I knew it would be cold.
But from experience I know that cold means nothing if you're dressed for it. Yes, there is no bad weather, only bad clothing.
So I prepared for my week of French immersion at École Québec Monde carefully on two fronts: I spent as much time as I could brushing up the French I had so that I could get the most out of my week, and I adapted my carry-on packing list for cold weather.
You can read about my school experience here: A Language School Experience: Solo and Very Social. In short, it was fantastic. I improved significantly over the week getting lots of grammar sorted out, tuning my ear to the language, and speaking far better when I left than when I had arrived. My challenge now is to keep up the learning. Perhaps I'll return to the school in the summer.
I was fortunate to visit Quebec City during Carnival. Because I was there mid-week I missed some of the best spectator activities but there was still lots to enjoy. Below are photos from my time there and, more importantly, my best advice for how to dress for cold weather.
Winter Packing List for Cold Weather
My biggest concerns are cold feet, cold hands, and a cold back. If I can keep all these warm I'm okay. Please see my standard carry-on packing list here. Below are special items for cold weather travel. Most were worn onto the plane so they didn't affect my carry-on capacity at all.
- Shoes – At school and at my homestay I would change out of my boots and into a pair of indoor shoes. This is common when you're traipsing about in snow. Choose a pair of indoor shoes that are light and easy to pack. A simple pair of flats works.
- Boots – My boots are rated for 30 below zero Celsius. You might not need your boots to be that warm but I loved it. My feet were never cold.
- Puffy parka – You can spend a lot on a parka but that's not really necessary. The key to a warm parka is a good layer of down or temperature rated Thinsulate and the right fit. It can't fit too close to your body. There needs to be air between your body and the jacket to act as another layer of insulation. A hood is essential on particularly cold days.
- Pants – Jeans are not great in really cold weather. Corduroy pants are much better. The wales in the fabric create space for air and some insulation and prevent the fabric from becoming stiff with cold.
- Wind pants – You can buy insulated snow pants but I find wind pants do the job in most cases. I spent my week in Quebec city wearing cords and wind pants when out and about and found my legs were just fine. These are the pants from my rain suit.

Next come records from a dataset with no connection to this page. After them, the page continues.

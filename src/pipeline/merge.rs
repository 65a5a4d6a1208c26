//! Content merging: settled pages to one document.

use crate::config::OutputFormat;
use crate::page::{Page, Settled};

/// Join non-empty page contents in ascending page order.
///
/// Failed and genuinely empty pages are skipped. Content is not otherwise
/// touched.
pub fn merge_pages(pages: &[Page<Settled>], separator: &str) -> String {
    let mut ordered: Vec<&Page<Settled>> = pages.iter().collect();
    ordered.sort_by_key(|p| p.number);
    ordered
        .iter()
        .map(|p| p.content())
        .filter(|c| !c.is_empty())
        .collect::<Vec<_>>()
        .join(separator)
}

/// Merge and wrap into a complete document of `format`.
pub fn assemble(pages: &[Page<Settled>], format: OutputFormat, separator: &str) -> String {
    format.finish(&merge_pages(pages, separator))
}
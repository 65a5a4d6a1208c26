//! An in-memory [`DocumentSource`] for synthetic documents and tests.

use super::{DocumentSource, Drawing, EmbeddedImage, OutlineNode, Rect};
use crate::error::SourceError;
use image::imageops::FilterType;
use image::{DynamicImage, Rgb, RgbImage};
use std::collections::HashMap;

/// A page held entirely in memory.
///
/// `canvas` is the page as it looks at zoom 1.0 (one pixel per page unit);
/// [`InMemoryDocument::render_page`] scales it with nearest-neighbour
/// filtering so crops stay pixel-exact.
#[derive(Debug, Clone)]
pub struct MemoryPage {
    pub canvas: DynamicImage,
    pub images: Vec<EmbeddedImage>,
    pub nested_images: Vec<EmbeddedImage>,
    pub annotation_images: Vec<EmbeddedImage>,
    pub drawings: Vec<Drawing>,
    pub render_fails: bool,
    pub objects_fail: bool,
}

impl MemoryPage {
    /// A white page of `width` × `height` units.
    pub fn blank(width: u32, height: u32) -> Self {
        Self::from_canvas(DynamicImage::ImageRgb8(RgbImage::from_pixel(
            width,
            height,
            Rgb([255, 255, 255]),
        )))
    }

    pub fn from_canvas(canvas: DynamicImage) -> Self {
        Self {
            canvas,
            images: Vec::new(),
            nested_images: Vec::new(),
            annotation_images: Vec::new(),
            drawings: Vec::new(),
            render_fails: false,
            objects_fail: false,
        }
    }

    pub fn with_image(mut self, image: EmbeddedImage) -> Self {
        self.images.push(image);
        self
    }

    pub fn with_nested_image(mut self, image: EmbeddedImage) -> Self {
        self.nested_images.push(image);
        self
    }

    pub fn with_annotation_image(mut self, image: EmbeddedImage) -> Self {
        self.annotation_images.push(image);
        self
    }

    pub fn with_drawing(mut self, drawing: Drawing) -> Self {
        self.drawings.push(drawing);
        self
    }

    /// Make every render of this page fail.
    pub fn failing_render(mut self) -> Self {
        self.render_fails = true;
        self
    }

    /// Make image and drawing enumeration fail for this page.
    pub fn failing_objects(mut self) -> Self {
        self.objects_fail = true;
        self
    }
}

/// A document assembled from [`MemoryPage`]s.
#[derive(Debug, Clone, Default)]
pub struct InMemoryDocument {
    pages: Vec<MemoryPage>,
    outline: Vec<OutlineNode>,
    named: HashMap<String, usize>,
}

impl InMemoryDocument {
    pub fn new() -> Self {
        Self::default()
    }

    /// `n` blank pages of the given size.
    pub fn blank_pages(n: usize, width: u32, height: u32) -> Self {
        let mut doc = Self::new();
        for _ in 0..n {
            doc = doc.page(MemoryPage::blank(width, height));
        }
        doc
    }

    pub fn page(mut self, page: MemoryPage) -> Self {
        self.pages.push(page);
        self
    }

    pub fn outline(mut self, outline: Vec<OutlineNode>) -> Self {
        self.outline = outline;
        self
    }

    pub fn named_destination(mut self, name: impl Into<String>, page: usize) -> Self {
        self.named.insert(name.into(), page);
        self
    }

    fn get(&self, page: usize) -> Result<&MemoryPage, SourceError> {
        self.pages.get(page).ok_or(SourceError::PageOutOfRange {
            page,
            total: self.pages.len(),
        })
    }

    fn objects(&self, page: usize) -> Result<&MemoryPage, SourceError> {
        let p = self.get(page)?;
        if p.objects_fail {
            return Err(SourceError::Objects {
                page,
                detail: "object enumeration disabled for this page".into(),
            });
        }
        Ok(p)
    }
}

impl DocumentSource for InMemoryDocument {
    fn page_count(&self) -> usize {
        self.pages.len()
    }

    fn page_bounds(&self, page: usize) -> Result<Rect, SourceError> {
        let p = self.get(page)?;
        Ok(Rect::new(
            0.0,
            0.0,
            p.canvas.width() as f32,
            p.canvas.height() as f32,
        ))
    }

    fn render_page(&self, page: usize, zoom: f32) -> Result<DynamicImage, SourceError> {
        let p = self.get(page)?;
        if p.render_fails {
            return Err(SourceError::Render {
                page,
                detail: "render disabled for this page".into(),
            });
        }
        let w = ((p.canvas.width() as f32) * zoom).round().max(1.0) as u32;
        let h = ((p.canvas.height() as f32) * zoom).round().max(1.0) as u32;
        if w == p.canvas.width() && h == p.canvas.height() {
            return Ok(p.canvas.clone());
        }
        Ok(p.canvas.resize_exact(w, h, FilterType::Nearest))
    }

    fn page_images(&self, page: usize) -> Result<Vec<EmbeddedImage>, SourceError> {
        Ok(self.objects(page)?.images.clone())
    }

    fn nested_images(&self, page: usize) -> Result<Vec<EmbeddedImage>, SourceError> {
        Ok(self.objects(page)?.nested_images.clone())
    }

    fn annotation_images(&self, page: usize) -> Result<Vec<EmbeddedImage>, SourceError> {
        Ok(self.objects(page)?.annotation_images.clone())
    }

    fn drawings(&self, page: usize) -> Result<Vec<Drawing>, SourceError> {
        Ok(self.objects(page)?.drawings.clone())
    }

    fn outline(&self) -> Vec<OutlineNode> {
        self.outline.clone()
    }

    fn resolve_named(&self, name: &str) -> Option<usize> {
        self.named.get(name).copied()
    }
}
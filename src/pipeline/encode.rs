//! Image encoding: PNG bytes, content hashes and VLM attachments.
//!
//! Every raster leaving the pre-pass is PNG. Region names carry the first 12
//! hex digits of the SHA-256 of the encoded bytes, so identical pixels always
//! map to the same name across runs.

use base64::{engine::general_purpose::STANDARD, Engine as _};
use edgequake_llm::ImageData;
use image::DynamicImage;
use sha2::{Digest, Sha256};
use std::io::Cursor;
use tracing::debug;

/// Encode an image as PNG.
pub fn encode_png(img: &DynamicImage) -> Result<Vec<u8>, image::ImageError> {
    let mut buf = Vec::new();
    img.write_to(&mut Cursor::new(&mut buf), image::ImageFormat::Png)?;
    Ok(buf)
}

/// First 12 hex digits of the SHA-256 of `bytes`.
pub fn content_hash12(bytes: &[u8]) -> String {
    let mut hex = format!("{:x}", Sha256::digest(bytes));
    hex.truncate(12);
    hex
}

/// `image_{page}_{hash12}.png`
pub fn embedded_name(page: usize, png: &[u8]) -> String {
    format!("image_{}_{}.png", page, content_hash12(png))
}

/// `drawing_{page}_{cluster}_{hash12}.png`
pub fn drawing_name(page: usize, cluster: usize, png: &[u8]) -> String {
    format!("drawing_{}_{}_{}.png", page, cluster, content_hash12(png))
}

/// Wrap an encoded page PNG for the VLM API.
///
/// `detail: "high"` keeps the provider from downsampling to a single
/// overview tile, which loses fine print and small tables.
pub fn page_attachment(png: &[u8]) -> ImageData {
    let b64 = STANDARD.encode(png);
    debug!("Encoded page → {} bytes base64", b64.len());
    ImageData::new(b64, "image/png").with_detail("high")
}

#[cfg(test)]
mod tests {
    use super::*;
    use image::{Rgb, RgbImage};

    #[test]
    fn encode_small_image() {
        let img = DynamicImage::ImageRgb8(RgbImage::from_pixel(10, 10, Rgb([255, 0, 0])));
        let png = encode_png(&img).expect("encode should succeed");
        assert_eq!(&png[1..4], b"PNG");
        let decoded = image::load_from_memory(&png).expect("valid png");
        assert_eq!((decoded.width(), decoded.height()), (10, 10));
    }

    #[test]
    fn hash_is_stable_and_short() {
        let a = content_hash12(b"hello");
        assert_eq!(a.len(), 12);
        assert_eq!(a, content_hash12(b"hello"));
        assert_ne!(a, content_hash12(b"hellp"));
        // sha256("hello") = 2cf24dba5fb0a30e...
        assert_eq!(a, "2cf24dba5fb0");
    }

    #[test]
    fn names_follow_pattern() {
        assert_eq!(embedded_name(4, b"hello"), "image_4_2cf24dba5fb0.png");
        assert_eq!(drawing_name(0, 2, b"hello"), "drawing_0_2_2cf24dba5fb0.png");
    }

    #[test]
    fn attachment_is_valid_base64() {
        let data = page_attachment(b"\x89PNG fake");
        assert_eq!(data.mime_type, "image/png");
        let decoded = STANDARD.decode(&data.data).expect("valid base64");
        assert_eq!(decoded, b"\x89PNG fake");
    }
}
//! The content recognition seam.
//!
//! The scheduler only knows [`ContentRecognizer`]: give it a page PNG and the
//! instructions, get back an annotated string. The payload is whatever sits
//! between the format's start and end markers; a response without them counts
//! as a failed page.

use crate::config::OutputFormat;
use crate::error::RecognitionError;
use async_trait::async_trait;
use once_cell::sync::Lazy;
use regex::Regex;

/// Converts a page image into annotated markup text.
///
/// Implementations must be `Send + Sync`: one instance is shared by every
/// concurrently running chunk.
#[async_trait]
pub trait ContentRecognizer: Send + Sync {
    /// Recognize one page. `page` is used for error reporting only.
    async fn recognize(
        &self,
        page: usize,
        image_png: &[u8],
        instructions: &str,
    ) -> Result<String, RecognitionError>;
}

static MARKDOWN_PAYLOAD: Lazy<Regex> =
    Lazy::new(|| Regex::new(r"(?s)<markdown>(.*?)</markdown>").unwrap());

static LATEX_PAYLOAD: Lazy<Regex> = Lazy::new(|| Regex::new(r"(?s)<latex>(.*?)</latex>").unwrap());

/// The first delimited payload in `response`, trimmed, or `None` if the
/// markers are missing.
pub fn extract_payload(format: OutputFormat, response: &str) -> Option<String> {
    let re = match format {
        OutputFormat::Markdown => &*MARKDOWN_PAYLOAD,
        OutputFormat::Latex => &*LATEX_PAYLOAD,
    };
    re.captures(response)
        .and_then(|c| c.get(1))
        .map(|m| m.as_str().trim().to_string())
}
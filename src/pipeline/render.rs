//! Page rasterisation: whole pages to opaque PNG.
//!
//! pdfium renders with an alpha channel; pages are flattened onto white so
//! the raster handed to the recognizer, and the crops the clusterer takes
//! from it, are always opaque RGB.
//!
//! A render failure on any page is fatal: there is no partial-document
//! rasterisation.

use crate::document::DocumentSource;
use crate::error::PdfMorphError;
use crate::pipeline::encode::encode_png;
use image::{DynamicImage, Rgb, RgbImage};
use tracing::debug;

/// A rendered page: pixels for cropping plus the encoded PNG.
#[derive(Debug, Clone)]
pub struct PageRaster {
    pub pixels: RgbImage,
    pub png: Vec<u8>,
}

/// Render one page at `zoom`, flattened to opaque RGB.
pub fn rasterize_page(
    source: &dyn DocumentSource,
    page: usize,
    zoom: f32,
) -> Result<PageRaster, PdfMorphError> {
    let rendered = source
        .render_page(page, zoom)
        .map_err(|e| PdfMorphError::RasterisationFailed {
            page,
            detail: e.to_string(),
        })?;
    let pixels = flatten(&rendered);
    let png = encode_png(&DynamicImage::ImageRgb8(pixels.clone())).map_err(|e| {
        PdfMorphError::RasterisationFailed {
            page,
            detail: format!("PNG encode: {}", e),
        }
    })?;
    debug!(
        "Rendered page {} → {}x{} px, {} bytes",
        page,
        pixels.width(),
        pixels.height(),
        png.len()
    );
    Ok(PageRaster { pixels, png })
}

/// Composite onto white and drop alpha.
pub fn flatten(img: &DynamicImage) -> RgbImage {
    if !img.color().has_alpha() {
        return img.to_rgb8();
    }
    let rgba = img.to_rgba8();
    let mut out = RgbImage::new(rgba.width(), rgba.height());
    for (src, dst) in rgba.pixels().zip(out.pixels_mut()) {
        let a = src[3] as u32;
        let blend = |c: u8| ((c as u32 * a + 255 * (255 - a) + 127) / 255) as u8;
        *dst = Rgb([blend(src[0]), blend(src[1]), blend(src[2])]);
    }
    out
}

#[cfg(test)]
mod tests {
    use super::*;
    use crate::document::{InMemoryDocument, MemoryPage};
    use image::{Rgba, RgbaImage};

    #[test]
    fn transparent_pixels_become_white() {
        let mut rgba = RgbaImage::from_pixel(2, 1, Rgba([0, 0, 0, 0]));
        rgba.put_pixel(1, 0, Rgba([10, 20, 30, 255]));
        let flat = flatten(&DynamicImage::ImageRgba8(rgba));
        assert_eq!(flat.get_pixel(0, 0), &Rgb([255, 255, 255]));
        assert_eq!(flat.get_pixel(1, 0), &Rgb([10, 20, 30]));
    }

    #[test]
    fn raster_is_opaque_png_at_zoom() {
        let doc = InMemoryDocument::blank_pages(1, 30, 20);
        let raster = rasterize_page(&doc, 0, 2.0).unwrap();
        let decoded = image::load_from_memory(&raster.png).unwrap();
        assert_eq!((decoded.width(), decoded.height()), (60, 40));
        assert!(!decoded.color().has_alpha());
    }

    #[test]
    fn render_failure_is_fatal() {
        let doc = InMemoryDocument::new()
            .page(MemoryPage::blank(10, 10))
            .page(MemoryPage::blank(10, 10).failing_render());
        assert!(rasterize_page(&doc, 0, 1.0).is_ok());
        let err = rasterize_page(&doc, 1, 1.0).unwrap_err();
        assert!(matches!(err, PdfMorphError::RasterisationFailed { page: 1, .. }));
    }
}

- Layers – You have to travel with long underwear. I prefer silk for warmth because the layer is so thin it's barely noticeable and because, unlike synthetic fabric, it keeps smelling fresh.
- Scarf and neck warmer – These are so important. On really cold days I wear both. The neckie does what it should. It keeps my neck warm and stops any wind from going down my jacket. The scarf is more flexible and go around my face if required.
- Mitts – I love, love, love my leather, down-filled mitts. They are one of those items that make me smile every time I see them. My hands have never been cold in them. They're too warm for most days in Toronto but in Quebec City they were perfect.
- Hat – In Canada we call a knitted wool hat a toque. Even with a hood up you need a toque.